Dio ha compassione di noi
Un giorno una parola – commento a Matteo 9, 36
Salva il tuo popolo e benedici la tua eredità; pascili e sostienili in eterno!
Salmo 28, 9
Vedendo le folle, ne ebbe compassione, perché erano stanche e sfinite come pecore che non hanno pastore
Matteo 9, 36
L’evangelista Matteo ci offre questa bella immagine di Gesù con atteggiamento compassionevole, comprensivo ed amorevole che vede la folla “stanca e disorientata come un branco di pecore che non hanno un pastore”. La gente si accalcava intorno a Gesù perché aveva visto i suoi miracoli, miracoli che Giovanni nel suo vangelo non enfatizza ma li vede come segni del regno di Dio che in Cristo è giunto in mezzo agli uomini per la loro salvezza.
Le folle seguivano il Signore per essere sfamate, gli ammalati lo seguivano per essere guariti, c’era poi chi andava dietro a lui perché, come tutti gli ebrei, auspicava di vederlo incoronato re dei giudei che a capo del suo esercito avrebbe liberato la nazione dal potente potere romano.

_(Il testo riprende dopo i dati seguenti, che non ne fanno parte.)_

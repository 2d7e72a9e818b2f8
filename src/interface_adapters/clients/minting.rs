use std::fmt;
use std::time::Duration;

use async_trait::async_trait;
use reqwest::StatusCode;
use serde::de::DeserializeOwned;
use serde::{Deserialize, Serialize};

use crate::domain::entities::SignedGatewayToken;
use crate::domain::ports::CredentialMinter;

const CLOUD_PLATFORM_SCOPE: &str = "https://www.googleapis.com/auth/cloud-platform";

// Thin reqwest client for the IAM credentials minting API. Requests
// authenticate with the broker's own identity, fetched from the metadata
// token endpoint.
#[derive(Clone)]
pub struct IamCredentialsClient {
    http: reqwest::Client,
    credentials_url: String,
    metadata_token_url: String,
    gateway_audience: String,
}

#[derive(Debug)]
pub enum MintClientError {
    Transport(reqwest::Error),
    Upstream {
        status: StatusCode,
        message: Option<String>,
    },
    Decode(reqwest::Error),
}

impl fmt::Display for MintClientError {
    fn fmt(&self, f: &mut fmt::Formatter<'_>) -> fmt::Result {
        match self {
            MintClientError::Transport(err) => write!(f, "minting transport error: {err}"),
            MintClientError::Upstream { status, message } => {
                if let Some(message) = message {
                    write!(f, "minting upstream error {status}: {message}")
                } else {
                    write!(f, "minting upstream error {status}")
                }
            }
            MintClientError::Decode(err) => write!(f, "minting response decode error: {err}"),
        }
    }
}

impl std::error::Error for MintClientError {}

// Standard error envelope returned by the credentials API.
#[derive(Debug, Deserialize)]
struct UpstreamError {
    error: UpstreamErrorBody,
}

#[derive(Debug, Deserialize)]
struct UpstreamErrorBody {
    message: String,
}

#[derive(Debug, Deserialize)]
struct MetadataTokenResponse {
    access_token: String,
}

#[derive(Debug, Serialize)]
struct GenerateAccessTokenRequest<'a> {
    scope: [&'a str; 1],
    // Wire format is a duration string, e.g. "3600s".
    lifetime: String,
}

#[derive(Debug, Deserialize)]
#[serde(rename_all = "camelCase")]
struct GenerateAccessTokenResponse {
    access_token: String,
}

// Claim set signed by the target service account for the gateway audience.
#[derive(Debug, Serialize)]
struct GatewayClaims<'a> {
    iss: &'a str,
    sub: &'a str,
    aud: &'a str,
    iat: u64,
    exp: u64,
}

#[derive(Debug, Serialize)]
struct SignJwtRequest {
    payload: String,
}

#[derive(Debug, Deserialize)]
#[serde(rename_all = "camelCase")]
struct SignJwtResponse {
    signed_jwt: String,
}

impl IamCredentialsClient {
    pub fn new(
        credentials_url: impl Into<String>,
        metadata_token_url: impl Into<String>,
        gateway_audience: impl Into<String>,
        timeout: Duration,
    ) -> Result<Self, reqwest::Error> {
        let http = reqwest::Client::builder().timeout(timeout).build()?;

        Ok(Self {
            http,
            credentials_url: credentials_url.into(),
            metadata_token_url: metadata_token_url.into(),
            gateway_audience: gateway_audience.into(),
        })
    }

    // The broker's own access token, used to authorize both minting calls.
    async fn broker_bearer(&self) -> Result<String, MintClientError> {
        let response = self
            .http
            .get(&self.metadata_token_url)
            .header("Metadata-Flavor", "Google")
            .send()
            .await
            .map_err(MintClientError::Transport)?;
        let status = response.status();

        if !status.is_success() {
            return Err(MintClientError::Upstream {
                status,
                message: None,
            });
        }

        let token = response
            .json::<MetadataTokenResponse>()
            .await
            .map_err(MintClientError::Decode)?;
        Ok(token.access_token)
    }

    async fn post_json<B, R>(
        &self,
        url: String,
        bearer: &str,
        body: &B,
    ) -> Result<R, MintClientError>
    where
        B: Serialize + Sync,
        R: DeserializeOwned,
    {
        let response = self
            .http
            .post(url)
            .bearer_auth(bearer)
            .json(body)
            .send()
            .await
            .map_err(MintClientError::Transport)?;
        let status = response.status();

        // Keep upstream status/message so failures can be logged usefully.
        if !status.is_success() {
            let message = response
                .json::<UpstreamError>()
                .await
                .ok()
                .map(|payload| payload.error.message);
            return Err(MintClientError::Upstream { status, message });
        }

        response.json::<R>().await.map_err(MintClientError::Decode)
    }
}

#[async_trait]
impl CredentialMinter for IamCredentialsClient {
    async fn mint_access_token(
        &self,
        target_account: &str,
        lifetime_seconds: u64,
    ) -> Result<String, String> {
        let bearer = self.broker_bearer().await.map_err(|err| err.to_string())?;
        let url = format!(
            "{}/v1/projects/-/serviceAccounts/{}:generateAccessToken",
            self.credentials_url, target_account
        );
        let body = GenerateAccessTokenRequest {
            scope: [CLOUD_PLATFORM_SCOPE],
            lifetime: format!("{lifetime_seconds}s"),
        };

        let response: GenerateAccessTokenResponse = self
            .post_json(url, &bearer, &body)
            .await
            .map_err(|err| err.to_string())?;

        Ok(response.access_token)
    }

    async fn sign_gateway_token(
        &self,
        target_account: &str,
        issued_at: u64,
        expires_at: u64,
    ) -> Result<SignedGatewayToken, String> {
        let bearer = self.broker_bearer().await.map_err(|err| err.to_string())?;
        let claims = GatewayClaims {
            iss: target_account,
            sub: target_account,
            aud: &self.gateway_audience,
            iat: issued_at,
            exp: expires_at,
        };
        let payload = serde_json::to_string(&claims)
            .map_err(|err| format!("claims encode failed: {err}"))?;
        let url = format!(
            "{}/v1/projects/-/serviceAccounts/{}:signJwt",
            self.credentials_url, target_account
        );

        let response: SignJwtResponse = self
            .post_json(url, &bearer, &SignJwtRequest { payload })
            .await
            .map_err(|err| err.to_string())?;

        Ok(SignedGatewayToken {
            endpoint: self.gateway_audience.clone(),
            token: response.signed_jwt,
        })
    }
}
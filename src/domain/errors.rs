use std::fmt;

// Broker error taxonomy. Every failure is terminal for the request; nothing
// here is retried. Variants carrying a String keep the upstream detail for
// server-side logging only.
#[derive(Debug)]
pub enum BrokerError {
    MissingCredential,
    InvalidCredential(String),
    UnknownProvider(String),
    MissingRoomId,
    RoomNotFound,
    GuestMismatch,
    NoExpiry,
    Expired,
    MintingFailure(String),
    StorageFailure(String),
}

impl fmt::Display for BrokerError {
    fn fmt(&self, f: &mut fmt::Formatter<'_>) -> fmt::Result {
        match self {
            BrokerError::MissingCredential => write!(f, "missing credential"),
            BrokerError::InvalidCredential(detail) => {
                write!(f, "invalid credential: {detail}")
            }
            BrokerError::UnknownProvider(tag) => write!(f, "unknown provider: {tag}"),
            BrokerError::MissingRoomId => write!(f, "room id is missing"),
            BrokerError::RoomNotFound => write!(f, "room not found"),
            BrokerError::GuestMismatch => write!(f, "caller is not the guest in this room"),
            BrokerError::NoExpiry => write!(f, "room has no expiry date"),
            BrokerError::Expired => write!(f, "room has expired"),
            BrokerError::MintingFailure(detail) => write!(f, "minting failure: {detail}"),
            BrokerError::StorageFailure(detail) => write!(f, "storage failure: {detail}"),
        }
    }
}

impl std::error::Error for BrokerError {}
use std::collections::HashMap;
use std::time::Duration;

use async_trait::async_trait;
use jsonwebtoken::jwk::JwkSet;
use jsonwebtoken::{Algorithm, DecodingKey, Validation, decode, decode_header};
use serde::Deserialize;
use tokio::sync::RwLock;

use crate::domain::entities::VerifiedIdentity;
use crate::domain::ports::IdentityVerifier;

// Claims read from a verified identity token.
#[derive(Debug, Deserialize)]
struct IdentityClaims {
    sub: String,
    firebase: FirebaseClaims,
}

// Nested block carrying the sign-in provider tag.
#[derive(Debug, Deserialize)]
struct FirebaseClaims {
    sign_in_provider: String,
}

// Verifies identity tokens against the auth provider's published signing
// keys. Failure strings carry the provider detail for logging; the HTTP
// layer never exposes them.
pub struct FirebaseTokenVerifier {
    http: reqwest::Client,
    jwks_url: String,
    project_id: String,
    issuer: String,
    // Decoding keys cached by kid, refreshed when an unknown kid shows up.
    keys: RwLock<HashMap<String, DecodingKey>>,
}

impl FirebaseTokenVerifier {
    pub fn new(
        project_id: impl Into<String>,
        jwks_url: impl Into<String>,
        timeout: Duration,
    ) -> Result<Self, reqwest::Error> {
        let http = reqwest::Client::builder().timeout(timeout).build()?;
        let project_id = project_id.into();

        Ok(Self {
            http,
            jwks_url: jwks_url.into(),
            issuer: format!("https://securetoken.google.com/{project_id}"),
            project_id,
            keys: RwLock::new(HashMap::new()),
        })
    }

    async fn decoding_key(&self, kid: &str) -> Result<DecodingKey, String> {
        if let Some(key) = self.keys.read().await.get(kid) {
            return Ok(key.clone());
        }

        // Unknown kid means the provider rotated its keys; refresh the set.
        let jwks: JwkSet = self
            .http
            .get(&self.jwks_url)
            .send()
            .await
            .map_err(|err| format!("jwks fetch failed: {err}"))?
            .error_for_status()
            .map_err(|err| format!("jwks fetch failed: {err}"))?
            .json()
            .await
            .map_err(|err| format!("jwks decode failed: {err}"))?;

        let mut keys = self.keys.write().await;
        keys.clear();
        for jwk in &jwks.keys {
            let Some(id) = jwk.common.key_id.clone() else {
                continue;
            };
            match DecodingKey::from_jwk(jwk) {
                Ok(key) => {
                    keys.insert(id, key);
                }
                Err(err) => tracing::warn!(kid = %id, error = %err, "skipping unusable jwk"),
            }
        }

        keys.get(kid)
            .cloned()
            .ok_or_else(|| format!("no signing key for kid {kid}"))
    }
}

#[async_trait]
impl IdentityVerifier for FirebaseTokenVerifier {
    async fn verify(&self, assertion: &str) -> Result<VerifiedIdentity, String> {
        let header =
            decode_header(assertion).map_err(|err| format!("malformed token header: {err}"))?;
        let kid = header
            .kid
            .ok_or_else(|| "token header has no kid".to_string())?;
        let key = self.decoding_key(&kid).await?;

        let mut validation = Validation::new(Algorithm::RS256);
        validation.set_audience(&[&self.project_id]);
        validation.set_issuer(&[&self.issuer]);

        let token = decode::<IdentityClaims>(assertion, &key, &validation)
            .map_err(|err| format!("token rejected: {err}"))?;

        Ok(VerifiedIdentity {
            subject_id: token.claims.sub,
            provider_tag: token.claims.firebase.sign_in_provider,
        })
    }
}
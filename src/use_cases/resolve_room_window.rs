use crate::domain::entities::AccessWindow;
use crate::domain::errors::BrokerError;
use crate::domain::expiry::DEFAULT_ROOM_TTL_SECONDS;
use crate::domain::ports::{Clock, RoomStore};

// Resolves whether a guest subject may access a room and for how long.
// Returns the room's expiry as-is; clamping against the session ceiling is
// the orchestrator's job so both the guest and admin paths share it.
pub struct RoomWindowUseCase<C, S> {
    pub clock: C,
    pub rooms: S,
}

impl<C, S> RoomWindowUseCase<C, S>
where
    C: Clock,
    S: RoomStore,
{
    pub async fn execute(
        &self,
        room_id: &str,
        subject_id: &str,
    ) -> Result<AccessWindow, BrokerError> {
        if room_id.trim().is_empty() {
            return Err(BrokerError::MissingRoomId);
        }

        // A guest cannot create a room from nothing; an admin pre-creates it.
        let room = self
            .rooms
            .get(room_id)
            .await
            .map_err(BrokerError::StorageFailure)?
            .ok_or(BrokerError::RoomNotFound)?;

        let now = self.clock.now_epoch_seconds();

        // First-touch bootstrap: claim the room for this subject. The claim
        // only applies while both fields are still absent, so two racing
        // first requests serialize on the row; the loser re-reads the
        // winner's claim below and fails the guest check.
        let room = if room.guest_id.is_none() && room.expiry_date.is_none() {
            let claimed = self
                .rooms
                .claim_if_unclaimed(room_id, subject_id, now + DEFAULT_ROOM_TTL_SECONDS)
                .await
                .map_err(BrokerError::StorageFailure)?;
            if !claimed {
                tracing::debug!(room_id, "room claim lost to a concurrent request");
            }

            self.rooms
                .get(room_id)
                .await
                .map_err(BrokerError::StorageFailure)?
                .ok_or(BrokerError::RoomNotFound)?
        } else {
            room
        };

        // Checks run in this exact order; the first violation is reported.
        match room.guest_id.as_deref() {
            Some(guest) if guest == subject_id => {}
            _ => return Err(BrokerError::GuestMismatch),
        }
        let expiry_date = room.expiry_date.ok_or(BrokerError::NoExpiry)?;
        if expiry_date <= now {
            return Err(BrokerError::Expired);
        }

        Ok(AccessWindow {
            expires_at: expiry_date,
        })
    }
}
use std::sync::Arc;

use axum::Json;
use axum::extract::State;
use axum::http::{HeaderMap, StatusCode, header};

use crate::domain::errors::BrokerError;
use crate::interface_adapters::protocol::{
    CloudTokenPayload, GatewayTokenPayload, TokenRequest, TokenResponse,
};
use crate::interface_adapters::state::AppState;
use crate::use_cases::issue_credentials::IssueCredentialsUseCase;

// Handler for the token exchange endpoint.
#[tracing::instrument(name = "issue_tokens", skip_all)]
pub async fn issue_tokens(
    State(state): State<Arc<AppState>>,
    headers: HeaderMap,
    Json(body): Json<TokenRequest>,
) -> Result<Json<TokenResponse>, (StatusCode, String)> {
    let assertion = bearer_assertion(&headers);

    let use_case = IssueCredentialsUseCase {
        verifier: state.verifier.clone(),
        clock: state.clock.clone(),
        rooms: state.rooms.clone(),
        minter: state.minter.clone(),
        accounts: state.accounts.clone(),
    };

    let bundle = use_case
        .execute(assertion.as_deref(), body.room_id.as_deref())
        .await
        .map_err(map_broker_error)?;

    Ok(Json(TokenResponse {
        gcp: CloudTokenPayload {
            token: bundle.cloud.token,
            expire_time: bundle.cloud.expire_time,
        },
        api_gateway: GatewayTokenPayload {
            endpoint: bundle.gateway.endpoint,
            token: bundle.gateway.token,
            expire_time: bundle.gateway.expire_time,
        },
    }))
}

// The forwarded header wins when the broker sits behind the API gateway.
// A present-but-malformed header is not fallen through; it reads as no
// credential, same as an upstream gateway would treat it.
fn bearer_assertion(headers: &HeaderMap) -> Option<String> {
    let raw = headers
        .get("x-forwarded-authorization")
        .or_else(|| headers.get(header::AUTHORIZATION))?;
    let token = raw.to_str().ok()?.strip_prefix("Bearer ")?.trim();

    if token.is_empty() {
        return None;
    }
    Some(token.to_string())
}

// Maps broker failures onto the plain-text HTTP contract. Denial detail is
// logged here and never returned to the caller.
fn map_broker_error(err: BrokerError) -> (StatusCode, String) {
    match err {
        BrokerError::MissingCredential => (
            StatusCode::UNAUTHORIZED,
            "Authentication required".to_string(),
        ),
        BrokerError::InvalidCredential(detail) => {
            tracing::warn!(%detail, "identity verification failed");
            (StatusCode::FORBIDDEN, "Authentication failed".to_string())
        }
        BrokerError::UnknownProvider(tag) => {
            tracing::warn!(%tag, "no service account mapped for provider");
            (StatusCode::FORBIDDEN, "Authentication failed".to_string())
        }
        BrokerError::MissingRoomId => {
            (StatusCode::BAD_REQUEST, "Room ID is missing".to_string())
        }
        err @ (BrokerError::RoomNotFound
        | BrokerError::GuestMismatch
        | BrokerError::NoExpiry
        | BrokerError::Expired) => {
            tracing::info!(reason = %err, "guest access denied");
            (
                StatusCode::FORBIDDEN,
                "You're not allowed in this room".to_string(),
            )
        }
        BrokerError::MintingFailure(detail) => {
            tracing::error!(%detail, "credential minting failed");
            (
                StatusCode::BAD_GATEWAY,
                "Token generation failed".to_string(),
            )
        }
        BrokerError::StorageFailure(detail) => {
            tracing::error!(%detail, "room store unavailable");
            (
                StatusCode::BAD_GATEWAY,
                "Token generation failed".to_string(),
            )
        }
    }
}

L’AT riporta vari passi in cui Israele è descritto come un gregge trascurato dai suoi pastori (es. Ger. 23, 1-6) e Dio come pastore del suo popolo o come pastore personale. Anche Gesù nei vangeli si serve dell’immagine del gregge e delle pecore per indicare Israele come popolo al quale è venuto a portare la salvezza (Mt. 10, 6) con particolare riguardo alle “pecore perdute”. Ancora Gesù nel vangelo di Giovanni dà di se stesso l’immagine del buon pastore e dice ai suoi discepoli che: “darà la sua vita in sacrificio sulla croce per la salvezza delle pecore perdute”, ossia di quanti avranno fede in lui. La parabola riportata in Mt. 18, 12-14 racconta del pastore che cerca la pecora perduta per riportarla nell’ovile. E ancora in Gv. 10, 7 Gesù dice: “Io sono la porta dell’ovile se uno entra per me sarà salvato”, per confermare che non abbiamo altri mediatori e salvatori al di fuori di lui.
Ancora oggi Gesù guarda le folle ed ha compassione, ancora oggi Dio guarda i suoi figli e figlie come pecorelle; quando siamo sfiniti e stanchi e scoraggiati possiamo andare avanti con la certezza che Gesù è il nostro buon Pastore che ci guida. Possiamo dunque confessare la nostra fede con la certezza che siamo il gregge del Signore di cui Egli ha cura, e dire insieme al salmista “Il Signore è il mio pastore: nulla mi manca” ( Salmo 23, 1). Amen.